Materials provided Block Start

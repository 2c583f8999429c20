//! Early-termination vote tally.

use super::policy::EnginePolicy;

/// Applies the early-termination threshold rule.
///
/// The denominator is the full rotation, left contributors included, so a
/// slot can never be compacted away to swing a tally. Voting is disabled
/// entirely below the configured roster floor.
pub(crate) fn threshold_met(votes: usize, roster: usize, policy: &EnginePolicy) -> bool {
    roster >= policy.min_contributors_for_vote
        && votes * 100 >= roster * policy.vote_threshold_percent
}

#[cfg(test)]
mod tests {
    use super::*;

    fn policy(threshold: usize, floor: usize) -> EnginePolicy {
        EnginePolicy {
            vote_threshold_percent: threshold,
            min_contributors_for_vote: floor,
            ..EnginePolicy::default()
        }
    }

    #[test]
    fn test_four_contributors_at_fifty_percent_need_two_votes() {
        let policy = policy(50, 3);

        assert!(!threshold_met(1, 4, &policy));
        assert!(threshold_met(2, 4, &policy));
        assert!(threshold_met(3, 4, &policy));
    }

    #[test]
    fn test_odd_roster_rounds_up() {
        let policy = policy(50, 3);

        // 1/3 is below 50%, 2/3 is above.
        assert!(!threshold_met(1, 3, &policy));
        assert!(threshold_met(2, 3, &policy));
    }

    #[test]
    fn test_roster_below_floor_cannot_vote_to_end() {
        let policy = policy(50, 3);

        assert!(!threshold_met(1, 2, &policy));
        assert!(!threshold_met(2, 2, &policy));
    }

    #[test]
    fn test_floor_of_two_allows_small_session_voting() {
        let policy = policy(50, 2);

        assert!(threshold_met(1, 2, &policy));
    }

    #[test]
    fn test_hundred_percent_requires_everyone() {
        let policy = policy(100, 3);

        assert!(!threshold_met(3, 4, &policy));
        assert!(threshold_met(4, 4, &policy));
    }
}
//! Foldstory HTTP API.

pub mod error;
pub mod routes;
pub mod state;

Materials provided Block End
Materials provided Block Start

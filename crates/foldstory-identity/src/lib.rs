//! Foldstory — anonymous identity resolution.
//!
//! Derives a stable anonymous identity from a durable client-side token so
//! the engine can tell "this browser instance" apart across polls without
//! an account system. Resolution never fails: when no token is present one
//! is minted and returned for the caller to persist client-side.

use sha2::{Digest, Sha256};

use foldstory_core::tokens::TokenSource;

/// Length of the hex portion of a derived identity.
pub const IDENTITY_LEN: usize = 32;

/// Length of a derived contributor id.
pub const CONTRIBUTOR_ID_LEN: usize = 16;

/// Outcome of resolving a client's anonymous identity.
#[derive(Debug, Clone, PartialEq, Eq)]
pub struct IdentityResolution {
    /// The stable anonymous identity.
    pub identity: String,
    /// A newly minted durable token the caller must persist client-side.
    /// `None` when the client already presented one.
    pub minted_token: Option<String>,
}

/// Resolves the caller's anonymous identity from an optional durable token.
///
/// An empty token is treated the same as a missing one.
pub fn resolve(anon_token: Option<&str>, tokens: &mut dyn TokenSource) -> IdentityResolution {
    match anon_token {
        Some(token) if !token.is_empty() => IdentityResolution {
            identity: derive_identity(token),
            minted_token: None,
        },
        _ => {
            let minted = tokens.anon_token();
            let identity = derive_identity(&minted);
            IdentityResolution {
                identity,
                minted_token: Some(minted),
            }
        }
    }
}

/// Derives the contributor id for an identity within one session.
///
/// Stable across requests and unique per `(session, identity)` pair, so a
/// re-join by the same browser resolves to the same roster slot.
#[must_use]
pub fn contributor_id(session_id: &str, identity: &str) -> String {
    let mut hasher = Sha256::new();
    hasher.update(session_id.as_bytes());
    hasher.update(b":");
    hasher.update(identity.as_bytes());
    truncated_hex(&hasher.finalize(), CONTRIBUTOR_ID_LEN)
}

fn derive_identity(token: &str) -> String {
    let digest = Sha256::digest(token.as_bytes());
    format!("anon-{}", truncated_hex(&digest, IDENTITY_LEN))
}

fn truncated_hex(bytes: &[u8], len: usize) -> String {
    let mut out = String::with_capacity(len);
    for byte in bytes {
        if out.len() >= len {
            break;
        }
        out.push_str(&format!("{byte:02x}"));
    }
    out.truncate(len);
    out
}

Materials provided Block End

▶ **Directions for this task**: Your answer should be only a number: how many lines in the records hold the word "slot".

▶ **Answer section**: 2